The thing about music criticism I’ve realised over the years I’ve dabbled in it is, all criticism is fundamentally a very personal thing. You can look at something in the broader cultural context, you can use all the fancy words you want to describe it, and yet in the end you often have to go with your gut. Does this move you?
There’s many guitar players out there who I dig, whose technical mastery is next to none. You can’t ignore Jimi Hendrix, Jimmy Page, B.B. King, Joni Mitchell or Nancy Wilson, Django Reinhardt, George Harrison or Stevie Ray Vaughan, Prince or Frank Zappa, Chuck Berry or Pete Townsend. And I like pretty much all of ‘em.

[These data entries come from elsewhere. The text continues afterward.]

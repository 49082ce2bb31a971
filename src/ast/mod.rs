use std::fmt;

mod compiler;
mod evaluator;
mod optimizer;
mod parser;
mod tokenizer;
mod validator;

pub use compiler::{CompiledFormula, Compiler, Instruction};
pub use evaluator::Interpreter;
pub use optimizer::Optimizer;
pub use parser::AstBuilder;
pub use tokenizer::{Operator, Token, TokenKind, Tokenizer};
pub use validator::Validator;

/// A parsed expression tree.
///
/// Every node exclusively owns its children; the tree is acyclic. Comparison
/// and logical nodes evaluate to `1.0`/`0.0` with the convention that any
/// nonzero value is true.
#[derive(Debug, Clone, PartialEq)]
pub enum Expr {
    IntegerConstant(i64),
    FloatingPointConstant(f64),
    Variable(String),
    Addition {
        left: Box<Expr>,
        right: Box<Expr>,
    },
    Subtraction {
        left: Box<Expr>,
        right: Box<Expr>,
    },
    Multiplication {
        left: Box<Expr>,
        right: Box<Expr>,
    },
    Division {
        dividend: Box<Expr>,
        divisor: Box<Expr>,
    },
    Modulo {
        dividend: Box<Expr>,
        divisor: Box<Expr>,
    },
    Exponentiation {
        base: Box<Expr>,
        exponent: Box<Expr>,
    },
    UnaryMinus(Box<Expr>),
    And {
        left: Box<Expr>,
        right: Box<Expr>,
    },
    Or {
        left: Box<Expr>,
        right: Box<Expr>,
    },
    LessThan {
        left: Box<Expr>,
        right: Box<Expr>,
    },
    LessOrEqualThan {
        left: Box<Expr>,
        right: Box<Expr>,
    },
    GreaterThan {
        left: Box<Expr>,
        right: Box<Expr>,
    },
    GreaterOrEqualThan {
        left: Box<Expr>,
        right: Box<Expr>,
    },
    Equal {
        left: Box<Expr>,
        right: Box<Expr>,
    },
    NotEqual {
        left: Box<Expr>,
        right: Box<Expr>,
    },
    Function {
        name: String,
        args: Vec<Expr>,
    },
}

impl Expr {
    /// If this node is a numeric constant, return its value as a double.
    pub fn constant_value(&self) -> Option<f64> {
        match *self {
            Expr::IntegerConstant(value) => Some(value as f64),
            Expr::FloatingPointConstant(value) => Some(value),
            _ => None,
        }
    }

    /// The distinct variable names referenced by this tree, sorted.
    pub fn variables(&self) -> Vec<String> {
        let mut names = Vec::new();
        self.collect_variables(&mut names);
        names.sort_unstable();
        names.dedup();
        names
    }

    fn collect_variables(&self, names: &mut Vec<String>) {
        match self {
            Expr::IntegerConstant(_) | Expr::FloatingPointConstant(_) => {}
            Expr::Variable(name) => names.push(name.clone()),
            Expr::UnaryMinus(arg) => arg.collect_variables(names),
            Expr::Addition { left, right }
            | Expr::Subtraction { left, right }
            | Expr::Multiplication { left, right }
            | Expr::And { left, right }
            | Expr::Or { left, right }
            | Expr::LessThan { left, right }
            | Expr::LessOrEqualThan { left, right }
            | Expr::GreaterThan { left, right }
            | Expr::GreaterOrEqualThan { left, right }
            | Expr::Equal { left, right }
            | Expr::NotEqual { left, right } => {
                left.collect_variables(names);
                right.collect_variables(names);
            }
            Expr::Division { dividend, divisor } | Expr::Modulo { dividend, divisor } => {
                dividend.collect_variables(names);
                divisor.collect_variables(names);
            }
            Expr::Exponentiation { base, exponent } => {
                base.collect_variables(names);
                exponent.collect_variables(names);
            }
            Expr::Function { args, .. } => {
                for arg in args {
                    arg.collect_variables(names);
                }
            }
        }
    }
}

/// Renders the tree as a fully parenthesised expression that parses back to
/// a structurally equal tree.
impl fmt::Display for Expr {
    fn fmt(&self, f: &mut fmt::Formatter<'_>) -> fmt::Result {
        match self {
            Expr::IntegerConstant(value) => write!(f, "{}", value),
            Expr::FloatingPointConstant(value) => write!(f, "{:?}", value),
            Expr::Variable(name) => write!(f, "{}", name),
            Expr::Addition { left, right } => write!(f, "({} + {})", left, right),
            Expr::Subtraction { left, right } => write!(f, "({} - {})", left, right),
            Expr::Multiplication { left, right } => write!(f, "({} * {})", left, right),
            Expr::Division { dividend, divisor } => write!(f, "({} / {})", dividend, divisor),
            Expr::Modulo { dividend, divisor } => write!(f, "({} % {})", dividend, divisor),
            Expr::Exponentiation { base, exponent } => write!(f, "({} ^ {})", base, exponent),
            Expr::UnaryMinus(arg) => write!(f, "(-{})", arg),
            Expr::And { left, right } => write!(f, "({} && {})", left, right),
            Expr::Or { left, right } => write!(f, "({} || {})", left, right),
            Expr::LessThan { left, right } => write!(f, "({} < {})", left, right),
            Expr::LessOrEqualThan { left, right } => write!(f, "({} <= {})", left, right),
            Expr::GreaterThan { left, right } => write!(f, "({} > {})", left, right),
            Expr::GreaterOrEqualThan { left, right } => write!(f, "({} >= {})", left, right),
            Expr::Equal { left, right } => write!(f, "({} == {})", left, right),
            Expr::NotEqual { left, right } => write!(f, "({} != {})", left, right),
            Expr::Function { name, args } => {
                write!(f, "{}(", name)?;
                for (i, arg) in args.iter().enumerate() {
                    if i > 0 {
                        write!(f, ", ")?;
                    }
                    write!(f, "{}", arg)?;
                }
                write!(f, ")")
            }
        }
    }
}
use crate::error::ParseError;
use std::iter::Peekable;
use std::str::CharIndices;

/// A lexical token with its byte position and length in the source text.
#[derive(Debug, Clone, PartialEq)]
pub struct Token {
    pub kind: TokenKind,
    pub start: usize,
    pub len: usize,
}

#[derive(Debug, Clone, PartialEq)]
pub enum TokenKind {
    Integer(i64),
    FloatingPoint(f64),
    Symbol(String),
    LeftBracket,
    RightBracket,
    ArgumentSeparator,
    Operator(Operator),
}

impl TokenKind {
    /// Short textual form used in diagnostics.
    pub fn describe(&self) -> String {
        match self {
            TokenKind::Integer(value) => value.to_string(),
            TokenKind::FloatingPoint(value) => format!("{:?}", value),
            TokenKind::Symbol(name) => name.clone(),
            TokenKind::LeftBracket => "(".to_string(),
            TokenKind::RightBracket => ")".to_string(),
            TokenKind::ArgumentSeparator => ",".to_string(),
            TokenKind::Operator(op) => op.symbol().to_string(),
        }
    }
}

/// Binary operators recognised by the tokenizer.
#[derive(Debug, Clone, Copy, PartialEq, Eq)]
pub enum Operator {
    Or,
    And,
    Equal,
    NotEqual,
    LessThan,
    LessOrEqual,
    GreaterThan,
    GreaterOrEqual,
    Add,
    Subtract,
    Multiply,
    Divide,
    Modulo,
    Power,
    /// A lone `=`. Lexes, but the grammar has no use for it; the parser
    /// rejects it as an unexpected token.
    Assign,
}

impl Operator {
    /// Operators with higher precedence bind tighter.
    pub fn precedence(self) -> u8 {
        match self {
            Operator::Or => 1,
            Operator::And => 2,
            Operator::Equal | Operator::NotEqual => 3,
            Operator::LessThan
            | Operator::LessOrEqual
            | Operator::GreaterThan
            | Operator::GreaterOrEqual => 4,
            Operator::Add | Operator::Subtract => 5,
            Operator::Multiply | Operator::Divide | Operator::Modulo => 6,
            Operator::Power => 7,
            Operator::Assign => 0,
        }
    }

    pub fn is_left_associative(self) -> bool {
        !matches!(self, Operator::Power)
    }

    pub fn symbol(self) -> &'static str {
        match self {
            Operator::Or => "||",
            Operator::And => "&&",
            Operator::Equal => "==",
            Operator::NotEqual => "!=",
            Operator::LessThan => "<",
            Operator::LessOrEqual => "<=",
            Operator::GreaterThan => ">",
            Operator::GreaterOrEqual => ">=",
            Operator::Add => "+",
            Operator::Subtract => "-",
            Operator::Multiply => "*",
            Operator::Divide => "/",
            Operator::Modulo => "%",
            Operator::Power => "^",
            Operator::Assign => "=",
        }
    }
}

/// Splits raw expression text into an ordered token list.
///
/// The decimal and argument separator characters are configurable so that
/// `1,5` can be a number in one locale and two arguments in another. The two
/// characters are guaranteed distinct by the evaluator configuration.
pub struct Tokenizer<'a> {
    source: &'a str,
    chars: Peekable<CharIndices<'a>>,
    decimal_separator: char,
    argument_separator: char,
}

impl<'a> Tokenizer<'a> {
    pub fn new(source: &'a str, decimal_separator: char, argument_separator: char) -> Self {
        Tokenizer {
            source,
            chars: source.char_indices().peekable(),
            decimal_separator,
            argument_separator,
        }
    }

    pub fn tokenize(mut self) -> Result<Vec<Token>, ParseError> {
        let mut tokens = Vec::new();
        while let Some(token) = self.next_token()? {
            tokens.push(token);
        }
        Ok(tokens)
    }

    fn next_token(&mut self) -> Result<Option<Token>, ParseError> {
        while let Some(&(_, c)) = self.chars.peek() {
            if c.is_whitespace() {
                self.chars.next();
            } else {
                break;
            }
        }

        let (start, c) = match self.chars.next() {
            Some(pair) => pair,
            None => return Ok(None),
        };

        if c.is_ascii_digit() {
            return self.scan_number(start, c).map(Some);
        }
        if c.is_alphabetic() || c == '_' {
            return Ok(Some(self.scan_symbol(start, c)));
        }
        if c == '(' {
            return Ok(Some(Token {
                kind: TokenKind::LeftBracket,
                start,
                len: 1,
            }));
        }
        if c == ')' {
            return Ok(Some(Token {
                kind: TokenKind::RightBracket,
                start,
                len: 1,
            }));
        }
        if c == self.argument_separator {
            return Ok(Some(Token {
                kind: TokenKind::ArgumentSeparator,
                start,
                len: 1,
            }));
        }
        self.scan_operator(start, c).map(Some)
    }

    /// Maximal-munch numeric literal: digits, at most one decimal separator,
    /// and an optional trailing exponent. A literal without separator or
    /// exponent is an integer; it is promoted to floating point when it does
    /// not fit in an `i64`.
    fn scan_number(&mut self, start: usize, first: char) -> Result<Token, ParseError> {
        let mut text = String::new();
        text.push(first);
        let mut is_floating_point = false;

        while let Some(&(_, c)) = self.chars.peek() {
            if c.is_ascii_digit() {
                text.push(c);
                self.chars.next();
            } else if c == self.decimal_separator && !is_floating_point {
                is_floating_point = true;
                text.push('.');
                self.chars.next();
            } else {
                break;
            }
        }

        // An exponent is only consumed when a complete `e[+-]?digits` run
        // follows; otherwise the literal ends here and the `e` lexes as the
        // start of a symbol.
        if let Some(&(_, c)) = self.chars.peek() {
            if c == 'e' || c == 'E' {
                let mut lookahead = self.chars.clone();
                lookahead.next();
                let mut exponent = String::new();
                exponent.push('e');
                if let Some(&(_, sign)) = lookahead.peek() {
                    if sign == '+' || sign == '-' {
                        exponent.push(sign);
                        lookahead.next();
                    }
                }
                let mut has_digits = false;
                while let Some(&(_, d)) = lookahead.peek() {
                    if d.is_ascii_digit() {
                        exponent.push(d);
                        has_digits = true;
                        lookahead.next();
                    } else {
                        break;
                    }
                }
                if has_digits {
                    is_floating_point = true;
                    text.push_str(&exponent);
                    self.chars = lookahead;
                }
            }
        }

        let len = text.len();
        if !is_floating_point {
            if let Ok(value) = text.parse::<i64>() {
                return Ok(Token {
                    kind: TokenKind::Integer(value),
                    start,
                    len,
                });
            }
        }
        let value = text
            .parse::<f64>()
            .map_err(|_| ParseError::MalformedNumber {
                literal: text.clone(),
                position: start,
            })?;
        Ok(Token {
            kind: TokenKind::FloatingPoint(value),
            start,
            len,
        })
    }

    fn scan_symbol(&mut self, start: usize, first: char) -> Token {
        let mut end = start + first.len_utf8();
        while let Some(&(i, c)) = self.chars.peek() {
            if c.is_alphanumeric() || c == '_' {
                end = i + c.len_utf8();
                self.chars.next();
            } else {
                break;
            }
        }
        Token {
            kind: TokenKind::Symbol(self.source[start..end].to_string()),
            start,
            len: end - start,
        }
    }

    fn scan_operator(&mut self, start: usize, c: char) -> Result<Token, ParseError> {
        let mut len = 1;
        let op = match c {
            '+' => Operator::Add,
            '-' => Operator::Subtract,
            '*' => Operator::Multiply,
            '/' => Operator::Divide,
            '%' => Operator::Modulo,
            '^' => Operator::Power,
            '<' => match self.chars.peek() {
                Some(&(_, '=')) => {
                    self.chars.next();
                    len = 2;
                    Operator::LessOrEqual
                }
                Some(&(_, '>')) => {
                    self.chars.next();
                    len = 2;
                    Operator::NotEqual
                }
                _ => Operator::LessThan,
            },
            '>' => match self.chars.peek() {
                Some(&(_, '=')) => {
                    self.chars.next();
                    len = 2;
                    Operator::GreaterOrEqual
                }
                _ => Operator::GreaterThan,
            },
            '=' => match self.chars.peek() {
                Some(&(_, '=')) => {
                    self.chars.next();
                    len = 2;
                    Operator::Equal
                }
                _ => Operator::Assign,
            },
            '!' => match self.chars.peek() {
                Some(&(_, '=')) => {
                    self.chars.next();
                    len = 2;
                    Operator::NotEqual
                }
                _ => {
                    return Err(ParseError::UnexpectedCharacter {
                        character: '!',
                        position: start,
                    })
                }
            },
            '&' => match self.chars.peek() {
                Some(&(_, '&')) => {
                    self.chars.next();
                    len = 2;
                    Operator::And
                }
                _ => {
                    return Err(ParseError::UnexpectedCharacter {
                        character: '&',
                        position: start,
                    })
                }
            },
            '|' => match self.chars.peek() {
                Some(&(_, '|')) => {
                    self.chars.next();
                    len = 2;
                    Operator::Or
                }
                _ => {
                    return Err(ParseError::UnexpectedCharacter {
                        character: '|',
                        position: start,
                    })
                }
            },
            other => {
                return Err(ParseError::UnexpectedCharacter {
                    character: other,
                    position: start,
                })
            }
        };
        Ok(Token {
            kind: TokenKind::Operator(op),
            start,
            len,
        })
    }
}

#[cfg(test)]
mod tests {
    use super::*;

    fn tokenize(source: &str) -> Result<Vec<TokenKind>, ParseError> {
        Tokenizer::new(source, '.', ',')
            .tokenize()
            .map(|tokens| tokens.into_iter().map(|t| t.kind).collect())
    }

    #[test]
    fn test_integer_and_float_literals() {
        assert_eq!(
            tokenize("42 3.25 7."),
            Ok(vec![
                TokenKind::Integer(42),
                TokenKind::FloatingPoint(3.25),
                TokenKind::FloatingPoint(7.0),
            ])
        );
    }

    #[test]
    fn test_exponent_literals() {
        assert_eq!(
            tokenize("2e3 1.5E-2 3e+1"),
            Ok(vec![
                TokenKind::FloatingPoint(2000.0),
                TokenKind::FloatingPoint(0.015),
                TokenKind::FloatingPoint(30.0),
            ])
        );
    }

    #[test]
    fn test_dangling_exponent_is_a_symbol_boundary() {
        // `2e` is the integer 2 followed by the symbol `e`; the adjacency is
        // rejected later, by the validator and parser.
        assert_eq!(
            tokenize("2e"),
            Ok(vec![
                TokenKind::Integer(2),
                TokenKind::Symbol("e".to_string()),
            ])
        );
    }

    #[test]
    fn test_integer_overflow_promotes_to_float() {
        assert_eq!(
            tokenize("9223372036854775808"),
            Ok(vec![TokenKind::FloatingPoint(9.223372036854776e18)])
        );
    }

    #[test]
    fn test_comma_decimal_separator() {
        let tokens = Tokenizer::new("1,5; 2,25", ',', ';')
            .tokenize()
            .map(|tokens| tokens.into_iter().map(|t| t.kind).collect::<Vec<_>>());
        assert_eq!(
            tokens,
            Ok(vec![
                TokenKind::FloatingPoint(1.5),
                TokenKind::ArgumentSeparator,
                TokenKind::FloatingPoint(2.25),
            ])
        );
    }

    #[test]
    fn test_operators_longest_match() {
        assert_eq!(
            tokenize("<= >= != <> == && || < > ="),
            Ok(vec![
                TokenKind::Operator(Operator::LessOrEqual),
                TokenKind::Operator(Operator::GreaterOrEqual),
                TokenKind::Operator(Operator::NotEqual),
                TokenKind::Operator(Operator::NotEqual),
                TokenKind::Operator(Operator::Equal),
                TokenKind::Operator(Operator::And),
                TokenKind::Operator(Operator::Or),
                TokenKind::Operator(Operator::LessThan),
                TokenKind::Operator(Operator::GreaterThan),
                TokenKind::Operator(Operator::Assign),
            ])
        );
    }

    #[test]
    fn test_symbols() {
        assert_eq!(
            tokenize("var1 _tmp sin"),
            Ok(vec![
                TokenKind::Symbol("var1".to_string()),
                TokenKind::Symbol("_tmp".to_string()),
                TokenKind::Symbol("sin".to_string()),
            ])
        );
    }

    #[test]
    fn test_positions_and_lengths() {
        let tokens = Tokenizer::new("12 + abc", '.', ',').tokenize().unwrap();
        assert_eq!((tokens[0].start, tokens[0].len), (0, 2));
        assert_eq!((tokens[1].start, tokens[1].len), (3, 1));
        assert_eq!((tokens[2].start, tokens[2].len), (5, 3));
    }

    #[test]
    fn test_unknown_characters_are_rejected() {
        for (source, character, position) in [("2 # 3", '#', 2), ("a ? b", '?', 2), ("@x", '@', 0)]
        {
            assert_eq!(
                tokenize(source),
                Err(ParseError::UnexpectedCharacter {
                    character,
                    position
                })
            );
        }
    }

    #[test]
    fn test_single_ampersand_and_pipe_are_rejected() {
        assert_eq!(
            tokenize("1 & 2"),
            Err(ParseError::UnexpectedCharacter {
                character: '&',
                position: 2
            })
        );
        assert_eq!(
            tokenize("1 | 2"),
            Err(ParseError::UnexpectedCharacter {
                character: '|',
                position: 2
            })
        );
    }

    #[test]
    fn test_second_decimal_separator_ends_the_literal() {
        assert_eq!(
            tokenize("1.2.3"),
            Err(ParseError::UnexpectedCharacter {
                character: '.',
                position: 3
            })
        );
    }
}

But when it comes to the guitarist who moves me the most, who evokes pictures in my brain that none of the rest do, it’s Richard Thompson I turn to every time. He is a comfort for me in troubling times.

Thompson is not a rock god celebrity, although among a certain brand of music fan he’s certainly well loved. And for me, he’s among the most soulful of guitar players, his work reaching deep into some kind of elemental place. From his early days with folk-rockers Fairport Convention to his stunning collaborations with his former wife Linda Thompson and on to his venerable solo career, Thompson’s distinctive yearning sound is one I turn to again and again in life to get a break from the world.
I first cottoned on to Thompson with his 1991 album Rumor and Sigh, full of gently askew humour and pathos, with the cutting observations and forensic bits of detail in his songwriting that also make him one of our best lyricists. The “hit” single from that album, “I Feel So Good,” with its chorus, “I feel so good I’m going to break somebody’s heart tonight” – sums up Thompson’s worldview – happy, yet a bit bitter, nostalgic, yet optimistic. When I listened to that cassette I picked up at a shopping mall somewhere in suburban California years ago, I was transported to a new place. I’ve been going back there ever since.
Most of those who we think of when we think of the greatest guitar players are men, and the vast majority of them play with a very masculine, dominating swagger – picture Eddie Van Halen soloing, Pete Townshend windmilling. Swagger is a very big part of the rock guitar sound and hey, I love it, too.
Yet Thompson, unlike a lot of guitar gods, doesn’t play with a lot of ego. There’s little boasting in his sound, but instead a kind of cathartic release, whether he’s finger-picking a gentle ballad or soaring into dazzling long rides. There’s a great quote about the legendary Howlin’ Wolf attributed to producer Sam Phillips that I often think of whenever I listen to Thompson: “This is where the soul of man never dies.”
There’s deep riches in Thompson’s catalogue over his 50-year career I never stop enjoying exploring. The heartbreaking character portraits of “Beeswing” or “Vincent Black Lightning 1952,” or the explosive release of “Wall of Death” or “Calvary Cross,” where you can feel Thompson getting lost in the song’s story, his guitar jams a pivotal cog in the machine of songcraft rather than just being showy.
“I like playing guitar to accompany a voice, or if there is a solo, then extending the narrative of the song,” he once told The Guardian. The slow stair-stepping chord progression of “Calvary Cross,” with its building tension and release, floors me every time I listen to it, and when I dive into the never-ending joys of sprawling live versions of it.
Look, I’m not any kind of technical music critic. I’m a listener, who’s darned clueless when it comes to the ins and outs of how gorgeous sounds are made. Hendrix made amazing, unmistakable sounds with the guitar, but how he made ‘em, I couldn’t tell you.
So with Richard Thompson, for me, it’s all about how the music hits the gut. And he moves me.